2

I'm preparing a big multivariate time series data set for a supervised learning task and I would like to create time shifted versions of my input features so my model also infers from past values. In pandas there's the shift(n) command that lets you shift a column by n rows. Is there something similar in vaex?

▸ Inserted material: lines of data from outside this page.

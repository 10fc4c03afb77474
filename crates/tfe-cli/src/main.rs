//! # tfe-runs
//!
//! Command-line entry point for the run orchestration client.

use std::process::ExitCode;

use clap::Parser;
use tracing::{debug, error, warn};
use tracing_subscriber::{EnvFilter, FmtSubscriber};

mod cli;
mod commands;

use cli::Cli;

/// Install the global tracing subscriber. Logs go to stderr so stdout
/// stays machine-readable.
fn init_tracing() -> anyhow::Result<()> {
    let filter = EnvFilter::try_from_default_env().unwrap_or_else(|_| EnvFilter::new("info"));
    let subscriber = FmtSubscriber::builder()
        .with_env_filter(filter)
        .with_writer(std::io::stderr)
        .finish();
    tracing::subscriber::set_global_default(subscriber)?;
    Ok(())
}

#[tokio::main]
async fn main() -> anyhow::Result<ExitCode> {
    let cli = Cli::parse();
    init_tracing()?;

    debug!(organization = %cli.organization, workspace = %cli.workspace, base_url = %cli.base_url, "starting");
    match commands::execute(cli).await {
        Ok(code) => Ok(code),
        Err(err) => {
            if commands::is_recoverable(&err) {
                warn!("{:#} (retrying later may succeed)", err);
            } else {
                error!("{:#}", err);
            }
            Ok(commands::failure_code(&err))
        }
    }
}
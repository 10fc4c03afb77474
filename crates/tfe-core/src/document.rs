//! JSON:API document shapes and request payload rendering.
//!
//! The remote API wraps every resource as `{"id", "type", "attributes"}`
//! inside a top-level `data` member. Request bodies are rendered here so
//! the client crate never hand-assembles JSON.

use serde::{Deserialize, Serialize};
use serde_json::{json, Value};

use crate::variable::VariableSpec;

/// Comment attached to every discard action.
pub const DISCARD_COMMENT: &str = "Dropped by automated pipeline build";

/// A single JSON:API resource object.
#[derive(Debug, Clone, PartialEq, Serialize, Deserialize)]
pub struct Resource<A> {
    pub id: String,

    #[serde(rename = "type", default)]
    pub kind: String,

    pub attributes: A,
}

/// Top-level JSON:API document.
#[derive(Debug, Clone, Deserialize)]
pub struct Document<T> {
    pub data: T,
}

impl<T: serde::de::DeserializeOwned> Document<T> {
    /// Parse the `data` member out of a response body.
    pub fn data_from(body: Value) -> crate::Result<T> {
        let doc: Document<T> = serde_json::from_value(body)?;
        Ok(doc.data)
    }
}

/// Body for `POST /runs`.
pub fn run_create_payload(workspace_id: &str, destroy: bool) -> Value {
    json!({
        "data": {
            "type": "runs",
            "attributes": {
                "is-destroy": destroy
            },
            "relationships": {
                "workspace": {
                    "data": {
                        "type": "workspaces",
                        "id": workspace_id
                    }
                }
            }
        }
    })
}

/// Body for `POST /runs/{id}/actions/{apply,discard}`.
pub fn action_payload(comment: Option<&str>) -> Value {
    match comment {
        Some(comment) => json!({ "comment": comment }),
        None => json!({}),
    }
}

/// Body for `POST /vars` (no id) and `PATCH /vars/{id}`.
///
/// `hcl` is only emitted when set, matching what the API expects for
/// plain string variables.
pub fn variable_payload(spec: &VariableSpec, id: Option<&str>) -> Value {
    let mut attributes = json!({
        "key": spec.key,
        "value": spec.value,
        "category": spec.category,
        "sensitive": spec.sensitive,
    });
    if spec.hcl {
        attributes["hcl"] = Value::Bool(true);
    }

    let mut data = json!({
        "type": "vars",
        "attributes": attributes,
    });
    if let Some(id) = id {
        data["id"] = Value::String(id.to_string());
    }

    json!({ "data": data })
}

/// Top-level `filter` scoping a variable create to one workspace.
pub fn workspace_filter(organization: &str, workspace: &str) -> Value {
    json!({
        "organization": { "username": organization },
        "workspace": { "name": workspace }
    })
}

/// Query pairs equivalent to [`workspace_filter`] for `GET /vars`.
pub fn workspace_filter_query(organization: &str, workspace: &str) -> Vec<(String, String)> {
    vec![
        (
            "filter[organization][username]".to_string(),
            organization.to_string(),
        ),
        ("filter[workspace][name]".to_string(), workspace.to_string()),
    ]
}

I could not find anything comparable in the vaex documentation.

sobek
  • 1,386
  • 10
  • 28

2 Answers2

5

No, we do not support that yet (https://github.com/vaexio/vaex/issues/660). Because vaex is extensible (see http://docs.vaex.io/en/latest/tutorial.html#Adding-DataFrame-accessors) I thought I would give you the solution in the form of that:

import vaex
import numpy as np

@vaex.register_dataframe_accessor('mytool', override=True)
class mytool:
    def __init__(self, df):
        self.df = df

    def shift(self, column, n, inplace=False):
        # make a copy without column
        df = self.df.copy().drop(column)
        # make a copy with just the colum
        df_column = self.df[[column]]
        # slice off the head and tail
        df_head = df_column[-n:]
        df_tail = df_column[:-n]
        # stitch them together
        df_shifted = df_head.concat(df_tail)
        # and join (based on row number)
        return df.join(df_shifted, inplace=inplace)

x = np.arange(10)
y = x**2
df = vaex.from_arrays(x=x, y=y)
df['shifted_y'] = df.y
df2 = df.mytool.shift('shifted_y', 2)
df2

It generates a single column datagram, slices that up, concatenates and joins it back. All without a single memory copy.

I am assuming here a cyclic shift/rotate.

Maarten Breddels
  • 1,344
  • 10
  • 12
  • Very cool! I should get more into the guts of vaex. :-> I need a non-cyclic shift but that's trivial to achieve with your example. Thanks! – sobek Apr 07 '20 at 12:45
  • @sobek would you mind sharing your alteration to make the shift non-cyclic? Thanks! – Joe Jun 10 '20 at 00:12
  • @Joe Have a look at this issue on github https://github.com/vaexio/vaex/issues/661. Maarten wrote some code that can do cyclic and non-cyclic. – sobek Jun 12 '20 at 14:04
2

The function needs to be modified slightly in order to work in the latest release (vaex 4.0.0ax), see this thread.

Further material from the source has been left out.